What Level of Discretion is Healthy?
How should you deal with information that either nobody wants to hear, or you’re too embarrassed for others to know? Perhaps you’re afraid of the consequences. The way it will change your life. The way other people will see you. At times, it may feel like you are dying a thousand deaths to keep this information covered up, but is it really better to confess? Today we look at the spiritual science behind when secrets are appropriate, when they aren’t, their health effects, and everything else in between.
More Harm Than Good
Research suggests as many as three out of four people are leading a secret life. Secrets are introduced in our youth. It is practically a rite of passage to keep some things from adults. Hoarding the power of truth makes us feel unique and independent. As our childhood secrets mature, something very unfortunate can happen. One secret leads to others, and before we know it, we are living a life coded in isolation. Over time, secrets can grow into a large web of mistrust. What follows is a shut down in communication and intimacy within our relationships. Instead of the individual hiding their secret, the secret take control, and the individual is forced into hiding.

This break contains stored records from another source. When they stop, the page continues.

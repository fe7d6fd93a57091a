//! Core transport trait.

use async_trait::async_trait;

/// A transport-level failure.
///
/// `status` is set when a response arrived but its body could not be read.
#[derive(Debug, Clone, PartialEq, Eq, thiserror::Error)]
#[error("{message}")]
pub struct TransportError {
    pub message: String,
    pub status: Option<u16>,
}

impl TransportError {
    /// Failure before any response was received
    pub fn new(message: impl Into<String>) -> Self {
        Self {
            message: message.into(),
            status: None,
        }
    }

    /// Failure after the response status came back
    pub fn after_response(status: u16, message: impl Into<String>) -> Self {
        Self {
            message: message.into(),
            status: Some(status),
        }
    }
}

/// Raw response as received, before any status or body checks.
#[derive(Debug, Clone, PartialEq, Eq)]
pub struct TransportResponse {
    pub status: u16,
    pub body: String,
}

impl TransportResponse {
    pub fn new(status: u16, body: impl Into<String>) -> Self {
        Self {
            status,
            body: body.into(),
        }
    }

    /// 200 response with a JSON body
    pub fn ok_json(body: &serde_json::Value) -> Self {
        Self::new(200, body.to_string())
    }
}

/// JSON-over-HTTP POST capability used by the content client.
///
/// Implementations report any received response as `Ok`, whatever its
/// status; status and body validation happens in the client.
#[async_trait]
pub trait Transport: Send + Sync {
    async fn post_json(
        &self,
        url: &str,
        body: &serde_json::Value,
    ) -> Result<TransportResponse, TransportError>;
}
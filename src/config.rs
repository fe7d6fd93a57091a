//! Client configuration
//!
//! Every option has a built-in default; `ContentClient::reset_options`
//! restores exactly [`ClientOptions::default`].

use crate::render::{DefaultRenderer, Render};
use crate::uri::UriOptions;
use std::fmt;
use std::sync::Arc;
use std::time::Duration;

/// Debounce window used unless configured otherwise
pub const DEFAULT_BATCH_INTERVAL: Duration = Duration::from_millis(10);

/// Endpoint receiving a `uri -> default` map
pub const LOAD_MANY_PATH: &str = "/djedi/load_many";

/// Endpoint receiving a list of URI prefixes
pub const LOAD_BY_PREFIX_PATH: &str = "/djedi/load_by_prefix";

/// Content client options
#[derive(Clone)]
pub struct ClientOptions {
    /// Prefix for the node endpoints (e.g., "https://cms.example.com")
    pub base_url: String,
    /// Debounce window for batched lookups. Zero disables batching.
    pub batch_interval: Duration,
    /// URI defaults and separators
    pub uri: UriOptions,
    /// Fallback rendering strategy
    pub renderer: Arc<dyn Render>,
}

impl Default for ClientOptions {
    fn default() -> Self {
        Self {
            base_url: String::new(),
            batch_interval: DEFAULT_BATCH_INTERVAL,
            uri: UriOptions::default(),
            renderer: Arc::new(DefaultRenderer),
        }
    }
}

impl fmt::Debug for ClientOptions {
    fn fmt(&self, f: &mut fmt::Formatter<'_>) -> fmt::Result {
        f.debug_struct("ClientOptions")
            .field("base_url", &self.base_url)
            .field("batch_interval", &self.batch_interval)
            .field("uri", &self.uri)
            .finish_non_exhaustive()
    }
}

impl ClientOptions {
    /// Defaults overridden by `DJEDI_BASE_URL` and `DJEDI_BATCH_INTERVAL_MS`
    pub fn from_env() -> Self {
        let mut options = Self::default();

        if let Ok(base_url) = std::env::var("DJEDI_BASE_URL") {
            options.base_url = base_url;
        }

        if let Ok(val) = std::env::var("DJEDI_BATCH_INTERVAL_MS") {
            match val.trim().parse::<i64>() {
                Ok(ms) => options.batch_interval = interval_from_millis(ms),
                Err(e) => tracing::warn!("Ignoring DJEDI_BATCH_INTERVAL_MS={:?}: {}", val, e),
            }
        }

        options
    }

    pub fn with_base_url(mut self, base_url: impl Into<String>) -> Self {
        self.base_url = base_url.into();
        self
    }

    pub fn with_batch_interval(mut self, interval: Duration) -> Self {
        self.batch_interval = interval;
        self
    }

    /// Turn batching off; every lookup becomes its own request
    pub fn without_batching(mut self) -> Self {
        self.batch_interval = Duration::ZERO;
        self
    }

    pub fn with_uri_options(mut self, uri: UriOptions) -> Self {
        self.uri = uri;
        self
    }

    pub fn with_renderer(mut self, renderer: impl Render + 'static) -> Self {
        self.renderer = Arc::new(renderer);
        self
    }

    pub fn batching_enabled(&self) -> bool {
        !self.batch_interval.is_zero()
    }

    /// Full URL for an endpoint path, without doubling the slash
    pub(crate) fn endpoint(&self, path: &str) -> String {
        format!("{}{}", self.base_url.trim_end_matches('/'), path)
    }
}

/// Millisecond interval where zero or negative means "disabled"
pub fn interval_from_millis(ms: i64) -> Duration {
    u64::try_from(ms).map(Duration::from_millis).unwrap_or(Duration::ZERO)
}
//! reqwest-backed transport.

use async_trait::async_trait;
use reqwest::{header, Client};
use std::time::Duration;

use super::traits::*;

/// HTTP transport over a shared reqwest client.
#[derive(Debug, Clone, Default)]
pub struct HttpTransport {
    client: Client,
}

impl HttpTransport {
    pub fn new() -> Self {
        Self::default()
    }

    /// Wrap an existing client (custom TLS, proxies, cookies...)
    pub fn with_client(client: Client) -> Self {
        Self { client }
    }

    /// Transport whose requests give up after `timeout`
    pub fn with_timeout(timeout: Duration) -> Result<Self, TransportError> {
        let client = Client::builder()
            .timeout(timeout)
            .build()
            .map_err(|e| TransportError::new(format!("Failed to build HTTP client: {}", e)))?;
        Ok(Self::with_client(client))
    }
}

#[async_trait]
impl Transport for HttpTransport {
    async fn post_json(
        &self,
        url: &str,
        body: &serde_json::Value,
    ) -> Result<TransportResponse, TransportError> {
        let response = self
            .client
            .post(url)
            .header(header::ACCEPT, "application/json")
            .json(body)
            .send()
            .await
            .map_err(|e| TransportError::new(e.to_string()))?;

        let status = response.status().as_u16();
        let body = response
            .text()
            .await
            .map_err(|e| {
                TransportError::after_response(status, format!("Failed to read response body: {}", e))
            })?;

        Ok(TransportResponse { status, body })
    }
}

What you’re hiding today could do more harm than you realize. While there is not a lot of research on this topic, there are certainly a lot of theories about the toxic nature of secrets, and how they can take a toll on our spiritual and physical being. It is in our nature to want to share ourselves, and when we stifle this need, it can drain our psychic energy, creating physical ailments, such as anxiety, high blood pressure, depression, chronic stress, and a weakened immune system.
Signs You’re Holding a Secret That Even You Don’t Want to Know
Some secrets have been cast so far away in our mind, they become a mysterious anxiety, exhaustion, or fear. Some cheating wives and husbands become so focused on hiding their indiscretions, they avoid answering the big question: Why am I cheating in the first place?
Here are 10 signs a deep set secret could be at the root of your grief.
1. In constant need of distraction (television, alcohol, eating, etc.)
2. Use excuses to get out of going to social functions
3. Have difficulty sharing feelings
4. Routinely avoid certain subjects without explanation
5. Feel sad or depressed without reason
6. Fear change
7. Low self esteem
8. Believe you can’t be yourself or others won’t like you
9. Frequently experience manic happiness, followed by depression
10. Use silent treatment to deal with your anger
Digging in the Dirt
While we live in a society of sharing our secrets through AA meetings and 12-step programs, it has been shown in studies that some secrets are not as damaging as others. In fact, in certain circumstances a secret can be the better alternative to drop kicking the can of beans. The difference between a healthy and unhealthy secret, is whether or not they habitually manifest themselves into many parts of your life. For instance, if you feel shameful about confessing your favorite desert topping or the number of strokes you had during a game of miniature golf, you may be holding onto more than your fair share of secrecy. This can lead to chronic stress, mistrust, and health problems. In this case, you would fare best to relieve some of that burden.
In contrast, secrets that are held to protect the image of either yourself or others, may promote less anxiety and guilt, thus increasing your overall health and humor. Some secrets do not devour our intimate relationships, but preserve them. The difference is within your urgency to keep them hidden. A healthy secret is not hurting you or others. It could never be used as blackmail, as there is nobody you wouldn’t tell if you thought it would do more good than harm.
Pssst, Want to Know a Secret?
The majority of our fears and failures should be shared with our partner, close friends, or loved ones. The act of secrecy makes us inaccessible to love, robbing our relationships of their intimacy and communication. Never fret showing your partner who you really are, as they will most likely love you regardless. If they don’t, you’re better off without them. The only time a secret is acceptable, is if it is harmless and relatively unimportant. The more adamant you are about hiding something, the more fearful you are of being found, then the more crucial it is that secret makes its way out!